● **TASK DETAILS**:
The expected answer is every line of the material that contains the word "hash".

● **GIVEN DATA**:
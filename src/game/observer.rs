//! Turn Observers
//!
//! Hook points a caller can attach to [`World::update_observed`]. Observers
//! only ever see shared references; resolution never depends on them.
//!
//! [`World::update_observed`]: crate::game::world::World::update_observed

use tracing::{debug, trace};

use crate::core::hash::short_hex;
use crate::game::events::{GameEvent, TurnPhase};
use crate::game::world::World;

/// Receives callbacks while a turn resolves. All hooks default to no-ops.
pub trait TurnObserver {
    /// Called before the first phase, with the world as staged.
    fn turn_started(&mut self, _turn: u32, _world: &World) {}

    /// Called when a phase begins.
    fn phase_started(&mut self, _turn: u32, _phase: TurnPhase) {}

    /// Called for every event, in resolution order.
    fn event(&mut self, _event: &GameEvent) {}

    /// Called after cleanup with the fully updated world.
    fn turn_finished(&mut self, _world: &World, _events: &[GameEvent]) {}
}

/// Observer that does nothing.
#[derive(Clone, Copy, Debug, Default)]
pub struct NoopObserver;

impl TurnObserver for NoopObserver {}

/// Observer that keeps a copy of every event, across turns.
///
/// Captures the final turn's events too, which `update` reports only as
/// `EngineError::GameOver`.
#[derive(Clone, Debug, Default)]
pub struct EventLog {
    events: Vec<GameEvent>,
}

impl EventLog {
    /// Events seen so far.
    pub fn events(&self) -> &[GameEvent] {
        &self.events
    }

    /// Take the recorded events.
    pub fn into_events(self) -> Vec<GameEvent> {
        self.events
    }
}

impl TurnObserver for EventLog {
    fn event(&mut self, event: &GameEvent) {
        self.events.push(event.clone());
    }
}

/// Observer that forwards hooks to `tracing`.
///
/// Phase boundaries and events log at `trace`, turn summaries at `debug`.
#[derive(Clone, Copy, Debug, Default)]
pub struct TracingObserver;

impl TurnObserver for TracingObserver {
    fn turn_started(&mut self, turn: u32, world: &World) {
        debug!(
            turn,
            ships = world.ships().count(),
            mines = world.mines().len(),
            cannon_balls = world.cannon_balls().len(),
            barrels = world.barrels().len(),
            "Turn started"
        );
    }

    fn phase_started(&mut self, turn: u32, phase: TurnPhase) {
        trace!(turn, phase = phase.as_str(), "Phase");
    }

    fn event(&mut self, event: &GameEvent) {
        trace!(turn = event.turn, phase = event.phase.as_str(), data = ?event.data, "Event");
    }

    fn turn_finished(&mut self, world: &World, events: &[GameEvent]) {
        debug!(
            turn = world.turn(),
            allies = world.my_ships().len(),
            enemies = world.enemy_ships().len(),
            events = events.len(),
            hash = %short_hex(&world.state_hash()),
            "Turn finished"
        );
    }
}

● **SOLUTION FOR THIS PROBLEM**:
use crate::core::hash::short_hex;
            hash = %short_hex(&world.state_hash()),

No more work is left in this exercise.